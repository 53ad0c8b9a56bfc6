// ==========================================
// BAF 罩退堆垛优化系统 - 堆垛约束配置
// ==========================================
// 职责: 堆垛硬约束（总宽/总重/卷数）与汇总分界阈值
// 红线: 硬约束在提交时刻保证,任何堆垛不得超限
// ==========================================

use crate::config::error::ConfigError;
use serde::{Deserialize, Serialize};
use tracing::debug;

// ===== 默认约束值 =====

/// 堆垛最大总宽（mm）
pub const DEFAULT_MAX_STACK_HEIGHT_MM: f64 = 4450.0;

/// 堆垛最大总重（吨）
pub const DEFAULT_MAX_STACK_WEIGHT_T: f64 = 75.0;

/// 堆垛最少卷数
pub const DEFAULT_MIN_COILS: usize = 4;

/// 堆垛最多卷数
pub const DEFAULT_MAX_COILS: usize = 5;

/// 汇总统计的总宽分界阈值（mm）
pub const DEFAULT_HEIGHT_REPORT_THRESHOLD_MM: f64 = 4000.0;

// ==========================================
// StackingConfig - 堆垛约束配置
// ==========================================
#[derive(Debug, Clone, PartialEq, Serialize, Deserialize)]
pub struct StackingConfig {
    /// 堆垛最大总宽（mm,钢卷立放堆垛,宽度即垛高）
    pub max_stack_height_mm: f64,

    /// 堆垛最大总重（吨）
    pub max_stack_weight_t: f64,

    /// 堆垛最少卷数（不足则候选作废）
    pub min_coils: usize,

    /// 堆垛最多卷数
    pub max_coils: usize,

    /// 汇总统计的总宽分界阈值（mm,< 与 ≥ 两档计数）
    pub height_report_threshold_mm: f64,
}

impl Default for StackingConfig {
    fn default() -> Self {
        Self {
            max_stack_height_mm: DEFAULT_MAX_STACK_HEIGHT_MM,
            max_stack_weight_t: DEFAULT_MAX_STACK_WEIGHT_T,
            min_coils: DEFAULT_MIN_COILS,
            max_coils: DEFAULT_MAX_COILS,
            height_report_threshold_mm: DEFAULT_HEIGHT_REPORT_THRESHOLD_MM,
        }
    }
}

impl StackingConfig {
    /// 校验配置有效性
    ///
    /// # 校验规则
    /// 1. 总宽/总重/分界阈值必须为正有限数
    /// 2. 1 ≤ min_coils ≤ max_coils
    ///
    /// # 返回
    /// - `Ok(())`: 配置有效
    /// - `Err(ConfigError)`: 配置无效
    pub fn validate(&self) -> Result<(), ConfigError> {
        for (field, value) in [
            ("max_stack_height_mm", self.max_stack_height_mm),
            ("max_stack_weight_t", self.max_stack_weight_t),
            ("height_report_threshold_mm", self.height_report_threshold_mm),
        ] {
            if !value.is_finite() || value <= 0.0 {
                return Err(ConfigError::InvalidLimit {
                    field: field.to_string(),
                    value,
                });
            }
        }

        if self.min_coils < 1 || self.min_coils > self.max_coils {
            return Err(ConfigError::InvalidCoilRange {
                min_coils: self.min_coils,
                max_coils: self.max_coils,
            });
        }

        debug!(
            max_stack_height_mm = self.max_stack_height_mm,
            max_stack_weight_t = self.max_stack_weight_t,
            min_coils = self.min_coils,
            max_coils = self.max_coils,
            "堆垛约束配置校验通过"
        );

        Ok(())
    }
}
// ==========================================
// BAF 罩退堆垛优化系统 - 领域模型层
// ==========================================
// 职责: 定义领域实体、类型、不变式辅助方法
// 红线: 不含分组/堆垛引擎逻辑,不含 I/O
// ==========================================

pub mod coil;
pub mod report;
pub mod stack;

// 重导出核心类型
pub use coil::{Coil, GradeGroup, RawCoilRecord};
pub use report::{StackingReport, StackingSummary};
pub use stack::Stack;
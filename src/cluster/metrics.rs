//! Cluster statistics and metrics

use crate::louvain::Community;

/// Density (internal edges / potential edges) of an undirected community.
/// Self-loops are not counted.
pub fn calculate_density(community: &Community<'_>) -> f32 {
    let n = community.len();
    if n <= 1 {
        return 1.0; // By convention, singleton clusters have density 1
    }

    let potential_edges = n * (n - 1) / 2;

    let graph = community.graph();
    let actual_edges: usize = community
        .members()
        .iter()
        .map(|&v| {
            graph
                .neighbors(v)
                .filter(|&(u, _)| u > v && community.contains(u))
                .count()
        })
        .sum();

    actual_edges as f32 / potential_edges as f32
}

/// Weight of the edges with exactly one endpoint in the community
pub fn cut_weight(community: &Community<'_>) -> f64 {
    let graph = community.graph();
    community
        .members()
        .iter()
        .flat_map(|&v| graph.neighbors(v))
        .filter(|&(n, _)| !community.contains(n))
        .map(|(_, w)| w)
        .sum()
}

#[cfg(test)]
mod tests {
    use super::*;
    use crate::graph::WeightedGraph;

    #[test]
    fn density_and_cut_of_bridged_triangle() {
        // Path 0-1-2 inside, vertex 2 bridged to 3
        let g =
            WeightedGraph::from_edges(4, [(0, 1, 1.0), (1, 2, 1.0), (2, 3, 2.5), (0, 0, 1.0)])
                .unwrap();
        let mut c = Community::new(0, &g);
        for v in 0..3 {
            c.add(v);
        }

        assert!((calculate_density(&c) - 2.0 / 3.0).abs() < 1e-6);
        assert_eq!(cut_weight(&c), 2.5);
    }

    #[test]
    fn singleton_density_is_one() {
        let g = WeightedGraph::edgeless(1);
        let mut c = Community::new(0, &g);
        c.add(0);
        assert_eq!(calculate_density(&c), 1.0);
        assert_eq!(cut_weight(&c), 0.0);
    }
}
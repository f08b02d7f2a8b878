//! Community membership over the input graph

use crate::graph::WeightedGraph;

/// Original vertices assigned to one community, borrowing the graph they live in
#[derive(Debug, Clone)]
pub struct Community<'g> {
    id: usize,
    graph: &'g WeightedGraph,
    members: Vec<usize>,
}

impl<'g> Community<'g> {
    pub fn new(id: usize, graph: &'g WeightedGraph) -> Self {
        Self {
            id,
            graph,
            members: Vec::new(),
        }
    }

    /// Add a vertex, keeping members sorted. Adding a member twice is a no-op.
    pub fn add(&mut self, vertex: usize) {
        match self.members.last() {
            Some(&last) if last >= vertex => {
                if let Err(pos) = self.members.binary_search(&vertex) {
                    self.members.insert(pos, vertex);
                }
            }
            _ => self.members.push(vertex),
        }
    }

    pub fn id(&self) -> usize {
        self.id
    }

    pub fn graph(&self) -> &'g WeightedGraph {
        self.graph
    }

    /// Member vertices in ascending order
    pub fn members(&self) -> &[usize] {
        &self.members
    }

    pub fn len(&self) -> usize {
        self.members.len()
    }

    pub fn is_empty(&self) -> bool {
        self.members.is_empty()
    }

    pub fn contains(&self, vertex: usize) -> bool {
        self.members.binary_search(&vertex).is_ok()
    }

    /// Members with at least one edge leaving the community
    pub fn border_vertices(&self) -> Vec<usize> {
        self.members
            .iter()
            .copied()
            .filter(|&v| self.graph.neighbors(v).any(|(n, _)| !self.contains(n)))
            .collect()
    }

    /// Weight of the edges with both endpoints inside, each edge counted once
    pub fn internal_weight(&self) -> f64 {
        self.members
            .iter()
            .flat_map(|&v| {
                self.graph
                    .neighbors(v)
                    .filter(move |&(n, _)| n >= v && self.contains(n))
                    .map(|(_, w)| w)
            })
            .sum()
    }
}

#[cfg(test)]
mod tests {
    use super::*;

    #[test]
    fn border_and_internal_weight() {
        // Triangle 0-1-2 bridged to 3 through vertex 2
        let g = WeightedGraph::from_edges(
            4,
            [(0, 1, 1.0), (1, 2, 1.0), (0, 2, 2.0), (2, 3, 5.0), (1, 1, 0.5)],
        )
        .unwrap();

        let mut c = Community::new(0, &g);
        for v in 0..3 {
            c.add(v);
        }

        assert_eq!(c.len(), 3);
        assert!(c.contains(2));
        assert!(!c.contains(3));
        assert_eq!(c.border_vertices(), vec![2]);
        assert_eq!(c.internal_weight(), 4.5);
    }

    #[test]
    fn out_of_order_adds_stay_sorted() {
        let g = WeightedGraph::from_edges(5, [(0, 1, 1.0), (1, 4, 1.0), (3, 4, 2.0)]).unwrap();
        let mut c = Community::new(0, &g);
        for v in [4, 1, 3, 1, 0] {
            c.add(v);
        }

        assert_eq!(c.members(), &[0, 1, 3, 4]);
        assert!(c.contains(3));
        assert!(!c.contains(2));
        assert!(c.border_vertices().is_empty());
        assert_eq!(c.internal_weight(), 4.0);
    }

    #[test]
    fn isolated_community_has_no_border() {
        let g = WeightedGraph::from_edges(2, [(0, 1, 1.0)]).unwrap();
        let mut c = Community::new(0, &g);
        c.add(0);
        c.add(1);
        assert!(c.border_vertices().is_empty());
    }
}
○ ○ ○ ○ ○
BRIEF — Work out how many lines in the material contain the string "bool", then write that number and nothing more.

RESULT OF THIS EXERCISE — 2